Dredged soils are known to have excessively high moisture content, high fines content and low natural strength. These soils require chemical stabilization to become suitable for construction purposes. This paper assesses the stabilization of tropical dredged clay using ordinary Portland cement (OPC), quicklime, and Class F fly ash. Two series of mixtures were prepared: binary mixes with total binder 5%, 10%, and 15% (cement + lime, 1:1 by weight) and ternary mixes with 5% lime, 20% fly ash, and OPC varied at 5%, 10%, and 15%. Specimens were moist cured for 7, 14, and 28 days and tested for unconfined compression (UCS). The 15% OPC mixes achieved the highest strengths (UCS >1000 kPa at 28 days) but failed abruptly. Lime–fly ash blends gained strength gradually and showed ductile post-peak deformation. Strength generally increased with OPC dosage and curing time. Peak strength was obtained at moderate moisture (~35–40%), reflecting a balance between hydration and compaction. Moreover, a predictive model to estimate the Mohr–Coulomb parameters ( c , φ , and E ) was developed.
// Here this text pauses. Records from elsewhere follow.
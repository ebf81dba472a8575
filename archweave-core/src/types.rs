//! Core domain types for archweave
//!
//! ## Terminology
//!
//! | Term | Definition |
//! |------|------------|
//! | **Project** | Top-level unit grouping one architecture log and a set of issue threads |
//! | **Architecture Log** | The single ordered conversation that iterates on the design document |
//! | **Issue Thread** | One of many independent Q&A conversations used for follow-up questions |
//! | **Context Snapshot** | The latest architecture summary made available to issue threads |
//!
//! Entities reference their project by id only. Stores own the data; nothing
//! here holds a pointer back to its parent.
//!
//! Field names on the wire and in persisted JSON are camelCase so that state
//! written by earlier clients loads unchanged.

use chrono::{DateTime, Utc};
use serde::{Deserialize, Serialize};

/// Title given to freshly created issue threads.
pub const DEFAULT_THREAD_TITLE: &str = "New Chat";

/// Allocate a new opaque identifier.
pub fn new_id() -> String {
    uuid::Uuid::new_v4().to_string()
}

// ============================================
// Project
// ============================================

/// A design project.
#[derive(Debug, Clone, PartialEq, Eq, Serialize, Deserialize)]
#[serde(rename_all = "camelCase")]
pub struct Project {
    /// Opaque unique token
    pub id: String,
    /// Display name (never blank)
    pub name: String,
    /// When the project was created
    pub created_at: DateTime<Utc>,
}

// ============================================
// Messages
// ============================================

/// Who authored a message.
#[derive(Debug, Clone, Copy, PartialEq, Eq, Hash, Serialize, Deserialize)]
#[serde(rename_all = "lowercase")]
pub enum Role {
    User,
    Assistant,
}

impl Role {
    pub fn as_str(&self) -> &'static str {
        match self {
            Role::User => "user",
            Role::Assistant => "assistant",
        }
    }
}

impl std::fmt::Display for Role {
    fn fmt(&self, f: &mut std::fmt::Formatter<'_>) -> std::fmt::Result {
        write!(f, "{}", self.as_str())
    }
}

impl std::str::FromStr for Role {
    type Err = String;

    fn from_str(s: &str) -> Result<Self, Self::Err> {
        match s {
            "user" | "User" => Ok(Role::User),
            "assistant" | "Assistant" => Ok(Role::Assistant),
            _ => Err(format!("unknown role: {}", s)),
        }
    }
}

/// A single conversation entry. Immutable once appended to a log.
///
/// `content` may embed fenced diagram fragments; see [`crate::content`].
#[derive(Debug, Clone, PartialEq, Eq, Serialize, Deserialize)]
pub struct Message {
    /// Unique within its owning log
    pub id: String,
    pub role: Role,
    pub content: String,
    pub timestamp: DateTime<Utc>,
}

impl Message {
    /// Build a message stamped with a fresh id and the current time.
    pub fn new(role: Role, content: impl Into<String>) -> Self {
        Self {
            id: new_id(),
            role,
            content: content.into(),
            timestamp: Utc::now(),
        }
    }

    pub fn user(content: impl Into<String>) -> Self {
        Self::new(Role::User, content)
    }

    pub fn assistant(content: impl Into<String>) -> Self {
        Self::new(Role::Assistant, content)
    }

    /// The `{role, content}` projection sent as issue-thread history.
    pub fn to_history_entry(&self) -> HistoryEntry {
        HistoryEntry {
            role: self.role,
            content: self.content.clone(),
        }
    }
}

/// Role and content of a prior message, as sent to the generation service.
#[derive(Debug, Clone, PartialEq, Eq, Serialize, Deserialize)]
pub struct HistoryEntry {
    pub role: Role,
    pub content: String,
}

// ============================================
// Architecture log
// ============================================

/// Per-project conversation logs, persisted as `{architecture: [...]}`.
#[derive(Debug, Clone, Default, PartialEq, Eq, Serialize, Deserialize)]
pub struct ProjectChats {
    /// Architecture log in chronological order
    #[serde(default)]
    pub architecture: Vec<Message>,
}

// ============================================
// Issue threads
// ============================================

/// An independent follow-up conversation within a project.
#[derive(Debug, Clone, PartialEq, Eq, Serialize, Deserialize)]
#[serde(rename_all = "camelCase")]
pub struct IssueThread {
    pub id: String,
    pub title: String,
    #[serde(default)]
    pub messages: Vec<Message>,
    #[serde(default = "Utc::now")]
    pub created_at: DateTime<Utc>,
    /// Set once the title has been edited by hand; stops title auto-derivation
    #[serde(default)]
    pub renamed: bool,
}

impl IssueThread {
    /// A fresh, empty thread titled [`DEFAULT_THREAD_TITLE`].
    pub fn new_default() -> Self {
        Self {
            id: new_id(),
            title: DEFAULT_THREAD_TITLE.to_string(),
            messages: Vec::new(),
            created_at: Utc::now(),
            renamed: false,
        }
    }

    /// Prior messages as `{role, content}` history entries.
    pub fn history(&self) -> Vec<HistoryEntry> {
        self.messages.iter().map(Message::to_history_entry).collect()
    }
}

/// Derive a thread title from the first user message.
///
/// Keeps the first `max_chars` characters and appends `...` when the
/// content was longer.
pub fn derive_thread_title(content: &str, max_chars: usize) -> String {
    let mut chars = content.chars();
    let head: String = chars.by_ref().take(max_chars).collect();
    if chars.next().is_some() {
        format!("{}...", head)
    } else {
        head
    }
}

// ============================================
// Context snapshot
// ============================================

/// Latest architecture state handed to issue threads for grounding.
///
/// Persisted and sent on the wire as `{projectId, lastUpdate, summary, messages}`.
#[derive(Debug, Clone, PartialEq, Eq, Serialize, Deserialize)]
pub struct ArchitectureContextSnapshot {
    #[serde(rename = "projectId")]
    pub project_id: String,
    #[serde(rename = "lastUpdate")]
    pub last_update: DateTime<Utc>,
    /// Text of the assistant reply that closed the last architecture exchange
    #[serde(rename = "summary")]
    pub summary_text: String,
    /// Full architecture log as of that exchange
    #[serde(rename = "messages", default)]
    pub copied_messages: Vec<Message>,
}

impl ArchitectureContextSnapshot {
    pub fn new(
        project_id: impl Into<String>,
        summary_text: impl Into<String>,
        copied_messages: Vec<Message>,
    ) -> Self {
        Self {
            project_id: project_id.into(),
            last_update: Utc::now(),
            summary_text: summary_text.into(),
            copied_messages,
        }
    }
}

// ============================================
// Stats
// ============================================

/// Message counts for a project.
#[derive(Debug, Clone, Copy, Default, PartialEq, Eq)]
pub struct ChatStats {
    pub architecture_count: usize,
    pub issue_message_count: usize,
    pub thread_count: usize,
}

impl ChatStats {
    pub fn total_messages(&self) -> usize {
        self.architecture_count + self.issue_message_count
    }
}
The model successfully uses adjusted empirical correlations to relate UCS to c and φ , and employs standard UCS–modulus relationships for E . The model predictions agreed with literature and the predicted moduli matched known UCS–E correlations - thus, offering a practical alternative to extensive shear testing. The results demonstrate that stabilizing tropical dredged clay with OPC–lime–fly ash can yield material suitability for road bases and subgrades in low-cost infrastructure projects, hence reduce landfilling disposal and save environment.